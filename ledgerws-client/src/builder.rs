//! Connection builder
//!
//! The `ConnectionBuilder` provides a fluent API for configuring a
//! [`Connection`] before its first connect. It allows you to:
//! - Tune request, connect and heartbeat timing
//! - Add handshake headers and basic authorization
//! - Trust private certificate authorities and present a client certificate
//! - Tunnel through an HTTP proxy
//! - Trace every frame
//! - Replace the reconnection backoff
//! - Configure observability (OpenTelemetry)
//!
//! # Examples
//!
//! ```rust,no_run
//! use ledgerws_client::{ConnectionBuilder, ExponentialBackoff};
//! use std::time::Duration;
//!
//! # async fn example() -> ledgerws_core::Result<()> {
//! let connection = ConnectionBuilder::new("wss://s1.ripple.com")
//!     .request_timeout(Duration::from_secs(10))
//!     .with_backoff(Box::new(ExponentialBackoff::default().with_jitter()))
//!     .connect()
//!     .await?;
//!
//! // With observability
//! let observed = ConnectionBuilder::new("wss://s2.ripple.com")
//!     .with_default_observability()
//!     .service_name("ledger-watcher")
//!     .connect()
//!     .await?;
//! # Ok(())
//! # }
//! ```

use crate::config::{ConnectionConfig, ConnectionOptions, LogTraceSink, TraceSink};
use crate::reconnect::{ExponentialBackoff, ReconnectionStrategy};
use crate::{ClientMetrics, Connection};
use ledgerws_core::{Error, ObservabilityConfig, Result};
use std::sync::Arc;
use std::time::Duration;

/// Builder for configuring and creating a [`Connection`]
pub struct ConnectionBuilder {
    url: String,
    config: ConnectionConfig,
    backoff: Option<Box<dyn ReconnectionStrategy>>,
    observability_config: Option<ObservabilityConfig>,
    metrics_service: Option<String>,
    service_name: Option<String>,
}

impl ConnectionBuilder {
    /// Create a new connection builder
    pub fn new(url: impl Into<String>) -> Self {
        Self {
            url: url.into(),
            config: ConnectionConfig::default(),
            backoff: None,
            observability_config: None,
            metrics_service: None,
            service_name: None,
        }
    }

    /// Start from serialized options
    pub fn with_options(mut self, options: ConnectionOptions) -> Self {
        self.config = options.into();
        self
    }

    /// Default per-request timeout
    pub fn request_timeout(mut self, timeout: Duration) -> Self {
        self.config.request_timeout = timeout;
        self
    }

    /// Handshake timeout
    pub fn connect_timeout(mut self, timeout: Duration) -> Self {
        self.config.connect_timeout = timeout;
        self
    }

    /// Heartbeat period (defaults to the request timeout)
    pub fn heartbeat_interval(mut self, interval: Duration) -> Self {
        self.config.heartbeat_interval = Some(interval);
        self
    }

    /// Add a handshake header
    pub fn header(mut self, name: impl Into<String>, value: impl Into<String>) -> Self {
        self.config.transport.headers.insert(name.into(), value.into());
        self
    }

    /// Send `user:password` as HTTP basic authorization
    pub fn authorization(mut self, credentials: impl Into<String>) -> Self {
        self.config.transport.authorization = Some(credentials.into());
        self
    }

    /// Largest accepted inbound message, in bytes
    pub fn max_message_size(mut self, bytes: usize) -> Self {
        self.config.transport.max_message_size = Some(bytes);
        self
    }

    /// Set `TCP_NODELAY` on the socket
    pub fn disable_nagle(mut self, disable: bool) -> Self {
        self.config.transport.disable_nagle = disable;
        self
    }

    /// Trust this PEM certificate authority for `wss://`.
    ///
    /// Once any is added the bundled web PKI roots are no longer used.
    pub fn trusted_certificate(mut self, pem: impl Into<String>) -> Self {
        self.config.transport.tls.trusted_certificates.push(pem.into());
        self
    }

    /// Present a PEM client certificate chain and its private key
    pub fn client_certificate(mut self, certificate: impl Into<String>, key: impl Into<String>) -> Self {
        self.config.transport.tls.certificate = Some(certificate.into());
        self.config.transport.tls.key = Some(key.into());
        self
    }

    /// Passphrase for an encrypted PKCS#8 client key
    pub fn key_passphrase(mut self, passphrase: impl Into<String>) -> Self {
        self.config.transport.tls.passphrase = Some(passphrase.into());
        self
    }

    /// Tunnel through an HTTP proxy, e.g. `http://proxy.internal:3128`
    pub fn proxy(mut self, url: impl Into<String>) -> Self {
        self.config.transport.proxy = Some(url.into());
        self
    }

    /// Send `user:password` to the proxy as basic authorization
    pub fn proxy_authorization(mut self, credentials: impl Into<String>) -> Self {
        self.config.transport.proxy_authorization = Some(credentials.into());
        self
    }

    /// Log every frame at trace level
    pub fn with_trace(mut self) -> Self {
        self.config.trace = Some(Arc::new(LogTraceSink));
        self
    }

    /// Send every frame to a custom sink
    pub fn with_trace_sink(mut self, sink: Arc<dyn TraceSink>) -> Self {
        self.config.trace = Some(sink);
        self
    }

    /// Replace the default exponential backoff
    pub fn with_backoff(mut self, strategy: Box<dyn ReconnectionStrategy>) -> Self {
        self.backoff = Some(strategy);
        self
    }

    /// Enable OpenTelemetry observability with custom configuration
    pub fn with_observability(mut self, config: ObservabilityConfig) -> Self {
        self.observability_config = Some(config);
        self
    }

    /// Enable OpenTelemetry observability with default configuration
    pub fn with_default_observability(mut self) -> Self {
        self.observability_config = Some(ObservabilityConfig::default());
        self
    }

    /// Record metrics on the global meter provider without installing one
    pub fn with_metrics(mut self, service_name: impl Into<String>) -> Self {
        self.metrics_service = Some(service_name.into());
        self
    }

    /// Set service name for observability (used if observability is enabled)
    pub fn service_name(mut self, name: impl Into<String>) -> Self {
        self.service_name = Some(name.into());
        self
    }

    /// Build an idle connection
    pub fn build(self) -> Result<Connection> {
        let metrics = match self.observability_config {
            Some(mut config) => {
                if let Some(name) = self.service_name {
                    config.service_name = name;
                }
                ledgerws_core::init_observability(config.clone()).map_err(|e| {
                    Error::Internal(format!("Failed to initialize observability: {}", e))
                })?;
                Some(Arc::new(ClientMetrics::new(config.service_name)))
            }
            None => self
                .metrics_service
                .map(|name| Arc::new(ClientMetrics::new(name))),
        };

        let backoff = self
            .backoff
            .unwrap_or_else(|| Box::new(ExponentialBackoff::default()));

        Ok(Connection::with_parts(
            Some(self.url),
            self.config,
            backoff,
            metrics,
        ))
    }

    /// Build and connect
    pub async fn connect(self) -> Result<Connection> {
        let connection = self.build()?;
        connection.connect().await?;
        Ok(connection)
    }
}

#[cfg(test)]
mod tests {
    use super::*;
    use crate::reconnect::FixedDelay;

    #[test]
    fn test_builder_defaults() {
        let builder = ConnectionBuilder::new("ws://localhost:6006");

        assert_eq!(builder.url, "ws://localhost:6006");
        assert!(builder.backoff.is_none());
        assert!(builder.observability_config.is_none());
        assert!(builder.metrics_service.is_none());
        assert!(builder.service_name.is_none());
        assert_eq!(builder.config.request_timeout, Duration::from_secs(20));
    }

    #[test]
    fn test_builder_timing() {
        let builder = ConnectionBuilder::new("ws://localhost:6006")
            .request_timeout(Duration::from_secs(3))
            .connect_timeout(Duration::from_millis(250))
            .heartbeat_interval(Duration::from_secs(1));

        assert_eq!(builder.config.request_timeout, Duration::from_secs(3));
        assert_eq!(builder.config.connect_timeout, Duration::from_millis(250));
        assert_eq!(builder.config.heartbeat_interval(), Duration::from_secs(1));
    }

    #[test]
    fn test_builder_transport() {
        let builder = ConnectionBuilder::new("ws://localhost:6006")
            .header("X-Client", "watcher")
            .authorization("user:secret")
            .max_message_size(1 << 20)
            .disable_nagle(true)
            .with_trace();

        let transport = &builder.config.transport;
        assert_eq!(transport.headers.get("X-Client").map(String::as_str), Some("watcher"));
        assert_eq!(transport.authorization.as_deref(), Some("user:secret"));
        assert_eq!(transport.max_message_size, Some(1 << 20));
        assert!(transport.disable_nagle);
        assert!(builder.config.trace.is_some());
    }

    #[test]
    fn test_builder_tls_and_proxy() {
        let builder = ConnectionBuilder::new("wss://localhost:6006")
            .trusted_certificate("CA ONE")
            .trusted_certificate("CA TWO")
            .client_certificate("CERT", "KEY")
            .key_passphrase("hunter2")
            .proxy("http://127.0.0.1:3128")
            .proxy_authorization("me:pw");

        let transport = &builder.config.transport;
        assert_eq!(transport.tls.trusted_certificates, vec!["CA ONE", "CA TWO"]);
        assert_eq!(transport.tls.certificate.as_deref(), Some("CERT"));
        assert_eq!(transport.tls.key.as_deref(), Some("KEY"));
        assert_eq!(transport.tls.passphrase.as_deref(), Some("hunter2"));
        assert_eq!(transport.proxy.as_deref(), Some("http://127.0.0.1:3128"));
        assert_eq!(transport.proxy_authorization.as_deref(), Some("me:pw"));
    }

    #[test]
    fn test_builder_with_options() {
        let options = ConnectionOptions {
            request_timeout_ms: Some(1000),
            trace: true,
            ..Default::default()
        };
        let builder = ConnectionBuilder::new("ws://localhost:6006").with_options(options);
        assert_eq!(builder.config.request_timeout, Duration::from_secs(1));
        assert!(builder.config.trace.is_some());
    }

    #[test]
    fn test_builder_with_backoff() {
        let builder = ConnectionBuilder::new("ws://localhost:6006")
            .with_backoff(Box::new(FixedDelay::new(Duration::from_millis(500))));
        assert!(builder.backoff.is_some());
    }

    #[test]
    fn test_builder_observability_config() {
        let config = ObservabilityConfig::new("test-client")
            .with_collector("http://localhost:4317")
            .with_log_filter("debug");

        let builder = ConnectionBuilder::new("ws://localhost:6006")
            .with_observability(config)
            .service_name("renamed");

        let obs_config = builder.observability_config.as_ref().unwrap();
        assert_eq!(obs_config.service_name, "test-client");
        assert_eq!(obs_config.log_filter, "debug");
        assert_eq!(builder.service_name.as_deref(), Some("renamed"));
    }

    #[test]
    fn test_builder_default_observability() {
        let builder = ConnectionBuilder::new("ws://localhost:6006").with_default_observability();
        assert_eq!(builder.observability_config.unwrap().service_name, "ledgerws");
    }

    #[tokio::test]
    async fn test_build_is_idle() {
        let connection = ConnectionBuilder::new("ws://localhost:6006")
            .with_metrics("test-builder")
            .build()
            .unwrap();

        assert_eq!(connection.url(), Some("ws://localhost:6006"));
        assert!(!connection.is_connected().await);
    }
}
● ● ● ● ● ● ●
From the data, list each line in which the string "ripple" appears.

▶ _Written solution_
//! let connection = ConnectionBuilder::new("wss://s1.ripple.com")
//! let observed = ConnectionBuilder::new("wss://s2.ripple.com")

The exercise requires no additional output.